The number of prisoners on death rows or facing capital retrials or resentencing proceedings across the United States has fallen to 2,067 as of April 1, 2025, according to the Spring 2025 Death Row U.S.A. (“DRUSA”), a quarterly census of the U.S. death row population by the Legal Defense Fund.  The new total represents a decline of 25 prisoners (1.2%) from the 2,092 people whom LDF reported faced active death sentences or possible resentencing at the start of the year.

Historically, the extent of the decline in the national death-row population in any single quarter does not predict what will happen the coming months, although the long-term trends are clear. The nation’s death-row population declined by only 0.6% (14 people) in the first quarter of 2024, but ended the year with 149 fewer death-row prisoners, the largest death-row population decline in more than two decades and the highest annual percentage decline (6.6%) in nearly a half-century. LDF’s Spring 2025 death-row census, released on May 2, reported 160 fewer individuals on death-row or facing continuing jeopardy of capital resentencing than in its Spring 2024 census, marking a one-year decline of 7.2%.  LDF has reported a decline in the number of people on death row in the U.S. in every quarterly DRUSA census since January 2010 and in each of the last 24 years.  Overall, the U.S. death-row population has fallen 44.5% since its peak of 3,726 at the close of 2000.
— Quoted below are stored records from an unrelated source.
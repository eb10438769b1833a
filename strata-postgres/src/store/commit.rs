use chrono::{DateTime, Utc};
use sqlx::{Postgres, types::Json};
use strata_core::{
    concurrency::ConcurrencyConflict, event::DomainEventStream, id::AggregateId,
    store::AppendError,
};

use super::Store;
use crate::{
    Error,
    error::{from_db_version, to_db_version},
};

const REQUEST_ID_CONSTRAINT: &str = "event_stream_request_id_key";

/// Column values of one `event_stream` row, encoded before the transaction
/// opens.
pub(in crate::store) struct StreamRow {
    pub(in crate::store) version: i64,
    pub(in crate::store) tail_version: i64,
    pub(in crate::store) create_time: DateTime<Utc>,
    pub(in crate::store) stream: serde_json::Value,
}

impl StreamRow {
    pub(in crate::store) fn encode(stream: &DomainEventStream) -> Result<Self, Error> {
        Ok(Self {
            version: to_db_version(stream.version)?,
            tail_version: to_db_version(stream.tail_version())?,
            create_time: stream.create_time,
            stream: serde_json::to_value(stream)?,
        })
    }
}

impl Store {
    /// Insert an `event_stream_head` row for the aggregate, doing nothing if
    /// one already exists.
    ///
    /// Must be called inside an open transaction before locking the head.
    pub(in crate::store) async fn ensure_head_row(
        tx: &mut sqlx::Transaction<'_, Postgres>,
        aggregate_id: &AggregateId,
    ) -> Result<(), Error> {
        sqlx::query(
            r"
                INSERT INTO event_stream_head (context_name, aggregate_name, tenant_id, aggregate_id, tail_version)
                VALUES ($1, $2, $3, $4, 0)
                ON CONFLICT (context_name, aggregate_name, tenant_id, aggregate_id) DO NOTHING
                ",
        )
        .bind(aggregate_id.context_name())
        .bind(aggregate_id.aggregate_name())
        .bind(&aggregate_id.tenant_id)
        .bind(&aggregate_id.id)
        .execute(&mut **tx)
        .await
        .map(|_| ())
        .map_err(Error::from)
    }

    /// Lock the aggregate's head row and return its tail version.
    ///
    /// The lock is held until the transaction ends, so concurrent appends to
    /// one aggregate queue up here and see each other's tail.
    pub(in crate::store) async fn lock_head(
        tx: &mut sqlx::Transaction<'_, Postgres>,
        aggregate_id: &AggregateId,
    ) -> Result<u64, Error> {
        let tail: i64 = sqlx::query_scalar(
            r"
                SELECT tail_version FROM event_stream_head
                WHERE context_name = $1 AND aggregate_name = $2 AND tenant_id = $3 AND aggregate_id = $4
                FOR UPDATE
                ",
        )
        .bind(aggregate_id.context_name())
        .bind(aggregate_id.aggregate_name())
        .bind(&aggregate_id.tenant_id)
        .bind(&aggregate_id.id)
        .fetch_one(&mut **tx)
        .await?;

        from_db_version(tail)
    }

    /// Insert the stream row, translating unique violations into
    /// [`AppendError`] variants.
    pub(in crate::store) async fn insert_stream(
        tx: &mut sqlx::Transaction<'_, Postgres>,
        stream: &DomainEventStream,
        row: &StreamRow,
        current: u64,
    ) -> Result<(), AppendError<Error>> {
        let inserted = sqlx::query(
            r"
                INSERT INTO event_stream (
                    context_name, aggregate_name, tenant_id, aggregate_id, version,
                    tail_version, request_id, stream_id, stream, create_time
                )
                VALUES ($1, $2, $3, $4, $5, $6, $7, $8, $9, $10)
                ",
        )
        .bind(stream.aggregate_id.context_name())
        .bind(stream.aggregate_id.aggregate_name())
        .bind(&stream.aggregate_id.tenant_id)
        .bind(&stream.aggregate_id.id)
        .bind(row.version)
        .bind(row.tail_version)
        .bind(&stream.request_id)
        .bind(&stream.id)
        .bind(Json(&row.stream))
        .bind(row.create_time)
        .execute(&mut **tx)
        .await;

        match inserted {
            Ok(_) => Ok(()),
            Err(sqlx::Error::Database(db)) if db.is_unique_violation() => {
                if db.constraint() == Some(REQUEST_ID_CONSTRAINT) {
                    tracing::debug!(request_id = %stream.request_id, "duplicate request, rejecting append");
                    Err(AppendError::DuplicateRequestId {
                        aggregate_id: stream.aggregate_id.clone(),
                        request_id: stream.request_id.clone(),
                    })
                } else {
                    Err(ConcurrencyConflict {
                        aggregate_id: stream.aggregate_id.clone(),
                        expected: current,
                        actual: current.max(stream.version),
                    }
                    .into())
                }
            }
            Err(e) => Err(AppendError::store(Error::Database(e))),
        }
    }

    pub(in crate::store) async fn advance_head(
        tx: &mut sqlx::Transaction<'_, Postgres>,
        aggregate_id: &AggregateId,
        tail_version: i64,
    ) -> Result<(), Error> {
        sqlx::query(
            r"
                UPDATE event_stream_head
                SET tail_version = $5
                WHERE context_name = $1 AND aggregate_name = $2 AND tenant_id = $3 AND aggregate_id = $4
                ",
        )
        .bind(aggregate_id.context_name())
        .bind(aggregate_id.aggregate_name())
        .bind(&aggregate_id.tenant_id)
        .bind(&aggregate_id.id)
        .bind(tail_version)
        .execute(&mut **tx)
        .await?;

        Ok(())
    }
}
As the title of this post hints, I wonder if the consistent and long-running decline in the number of persons on US death rows might be disrupted in coming years.  As noted in this post, Prez Trump issued this Executive Order on his first day in office titled “Restoring the Death Penalty and Protecting Public Safety,” which contains multiple provisions that aspire to “ensure that the laws that authorize capital punishment are respected and faithfully implemented.”  Though there are legal and practical limits to how the federal executive branch can directly impact the number of capital charges and sentences (especially in state systems), this EO strikes me as one marker of what I perceive to be a (small?) “vibe shift” in the adminitration of capital punishment that could echo in various ways through death rows.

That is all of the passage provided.